**Data for processing**
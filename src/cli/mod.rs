//! CLI subcommand definitions and handlers.
//!
//! Implements a git-like subcommand architecture:
//! - `secportal signup|login|logout|whoami|users` - Accounts and sessions
//! - `secportal projects list|show|create|update|delete` - Manage projects
//! - `secportal scan <project>...` - Run mock scans
//! - `secportal scans` - Scan history
//! - `secportal vulns list|status` - Triage findings
//! - `secportal report|dashboard|admin` - Aggregated views
//! - `secportal config show|init` - Settings file

mod account;
mod config;
mod projects;
mod report;
mod scan;
mod vulns;

pub use account::{LoginCommand, SignupCommand};
pub use config::ConfigCommand;
pub use projects::ProjectsCommand;
pub use report::{AdminCommand, ReportCommand};
pub use scan::{ScanCommand, ScansCommand};
pub use vulns::VulnsCommand;

use crate::config::AppSettings;
use crate::error::{CliError, CliResult};
use crate::service::PortalService;
use crate::storage::FileStore;
use crate::types::User;
use clap::{Parser, Subcommand};
use std::io::{self, BufRead, Write};
use std::path::PathBuf;
use std::sync::Arc;
use tracing::debug;

/// secportal - security testing portal.
///
/// Sign up, register projects, run mock vulnerability scans and review
/// the findings from the command line.
#[derive(Parser, Debug)]
#[command(name = "secportal")]
#[command(version = env!("CARGO_PKG_VERSION"))]
#[command(about = "Security testing portal: projects, mock scans and reports", long_about = None)]
#[command(propagate_version = true)]
pub struct Cli {
    /// Subcommand to execute
    #[command(subcommand)]
    pub command: Commands,

    /// Enable verbose output
    #[arg(short, long, global = true)]
    pub verbose: bool,

    /// Suppress non-essential output
    #[arg(short, long, global = true)]
    pub quiet: bool,

    /// Path to custom configuration file
    #[arg(long, global = true, value_name = "PATH")]
    pub config: Option<PathBuf>,

    /// Directory holding the portal store
    #[arg(long, global = true, value_name = "DIR", env = "SECPORTAL_DATA_DIR")]
    pub data_dir: Option<PathBuf>,
}

/// Available subcommands.
#[derive(Subcommand, Debug)]
pub enum Commands {
    /// Create an account and log in as it
    Signup(SignupCommand),

    /// Log in with email and password
    Login(LoginCommand),

    /// End the current session
    Logout,

    /// Show the logged-in user
    Whoami,

    /// List all users
    Users,

    /// Manage projects
    #[command(alias = "p")]
    Projects(ProjectsCommand),

    /// Scan one or more projects
    #[command(alias = "s")]
    Scan(ScanCommand),

    /// View scan history
    Scans(ScansCommand),

    /// List and triage vulnerabilities
    #[command(alias = "v")]
    Vulns(VulnsCommand),

    /// Vulnerability report with filters and export
    #[command(alias = "r")]
    Report(ReportCommand),

    /// Portfolio overview
    Dashboard,

    /// Administrator overview
    Admin(AdminCommand),

    /// Show or create the settings file
    Config(ConfigCommand),
}

/// Everything a command needs to run.
pub struct Context {
    pub service: Arc<PortalService>,
    pub settings: AppSettings,
    /// Settings file given with `--config`, if any.
    pub config_path: Option<PathBuf>,
    pub verbose: bool,
    pub quiet: bool,
}

impl Context {
    /// Load settings and open the file store the flags point at.
    pub fn open(cli: &Cli) -> CliResult<Self> {
        let mut settings = match &cli.config {
            Some(path) => AppSettings::load_from(path)?,
            None => AppSettings::load()?,
        };
        if let Some(dir) = &cli.data_dir {
            settings.data_dir = Some(dir.clone());
        }

        let store_dir = settings.store_dir()?;
        debug!(store = %store_dir.display(), "opening portal store");
        let store = FileStore::open(store_dir)?;

        Ok(Self {
            service: Arc::new(PortalService::new(store, &settings)),
            settings,
            config_path: cli.config.clone(),
            verbose: cli.verbose,
            quiet: cli.quiet,
        })
    }

    /// The session user, or an error telling the caller to log in.
    pub fn require_user(&self) -> CliResult<User> {
        self.service.current_user()?.ok_or(CliError::Unauthenticated)
    }
}

impl Commands {
    /// Execute the selected command.
    pub async fn execute(&self, ctx: &Context) -> CliResult<()> {
        match self {
            Self::Signup(cmd) => cmd.execute(ctx),
            Self::Login(cmd) => cmd.execute(ctx),
            Self::Logout => account::logout(ctx),
            Self::Whoami => account::whoami(ctx),
            Self::Users => account::users(ctx),
            Self::Projects(cmd) => cmd.execute(ctx),
            Self::Scan(cmd) => cmd.execute(ctx).await,
            Self::Scans(cmd) => cmd.execute(ctx),
            Self::Vulns(cmd) => cmd.execute(ctx),
            Self::Report(cmd) => cmd.execute(ctx),
            Self::Dashboard => report::dashboard(ctx),
            Self::Admin(cmd) => cmd.execute(ctx),
            Self::Config(cmd) => cmd.execute(ctx),
        }
    }
}

/// Use `given` if present, otherwise prompt on stdin.
pub(crate) fn password_or_prompt(given: Option<&str>) -> CliResult<String> {
    if let Some(password) = given {
        return Ok(password.to_string());
    }

    print!("Password: ");
    io::stdout().flush()?;

    let mut line = String::new();
    io::stdin().lock().read_line(&mut line)?;
    let password = line.trim_end_matches(['\r', '\n']).to_string();

    if password.is_empty() {
        return Err(CliError::Other("password cannot be empty".to_string()));
    }
    Ok(password)
}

**Action item**
As you read the records above, find each line that contains "PathBuf" and copy it.

**Exercise output**
use std::path::PathBuf;
    pub config: Option<PathBuf>,
    pub data_dir: Option<PathBuf>,
    pub config_path: Option<PathBuf>,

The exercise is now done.